(EXERCISE PROMPT): Answer with a number only, giving how many lines in the data below include "marker".

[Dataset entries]
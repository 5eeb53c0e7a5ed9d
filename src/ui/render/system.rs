use super::{Frame, PanelContext};
use crate::panels::system::SystemPanel;
use crate::ui::widgets::styling;
use ratatui::{
    layout::{Constraint, Direction, Layout, Rect},
    style::{Modifier, Style},
    text::{Line, Span},
    widgets::{Block, Borders, Paragraph},
};

pub fn system(frame: &mut Frame, size: Rect, ctx: &PanelContext, panel: &SystemPanel) {
    let rows = Layout::default()
        .direction(Direction::Vertical)
        .constraints([Constraint::Length(5), Constraint::Min(0)])
        .split(size);

    let columns = Layout::default()
        .direction(Direction::Horizontal)
        .constraints(vec![
            Constraint::Ratio(1, panel.checks.len().max(1) as u32);
            panel.checks.len().max(1)
        ])
        .split(rows[0]);
    for (check, column) in panel.checks.iter().zip(columns.iter()) {
        let color = if check.healthy {
            ctx.theme.success.to_color()
        } else {
            ctx.theme.warning.to_color()
        };
        let marker = if check.healthy { "● " } else { "▲ " };
        let card = Paragraph::new(vec![
            Line::from(vec![
                Span::styled(marker, Style::default().fg(color)),
                Span::styled(
                    check.value,
                    Style::default().fg(color).add_modifier(Modifier::BOLD),
                ),
            ]),
            Line::from(Span::styled(
                if check.healthy { "OK" } else { "Needs attention" },
                styling::muted_text_style(ctx.theme),
            )),
        ])
        .block(
            Block::default()
                .borders(Borders::ALL)
                .border_style(Style::default().fg(color))
                .title(Span::styled(check.name, styling::header_style(ctx.theme))),
        );
        frame.render_widget(card, *column);
    }

    let summary = if panel.warnings() == 0 {
        "All systems operational".to_string()
    } else {
        format!("{} check(s) need attention", panel.warnings())
    };
    let footer = Paragraph::new(vec![
        Line::from(Span::styled(summary, styling::normal_text_style(ctx.theme))),
        Line::from(Span::styled(panel.updated, styling::muted_text_style(ctx.theme))),
    ])
    .block(
        Block::default()
            .borders(Borders::ALL)
            .border_style(styling::normal_block_border_style(ctx.theme))
            .title("System Health"),
    );
    frame.render_widget(footer, rows[1]);
}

(REPLY): 2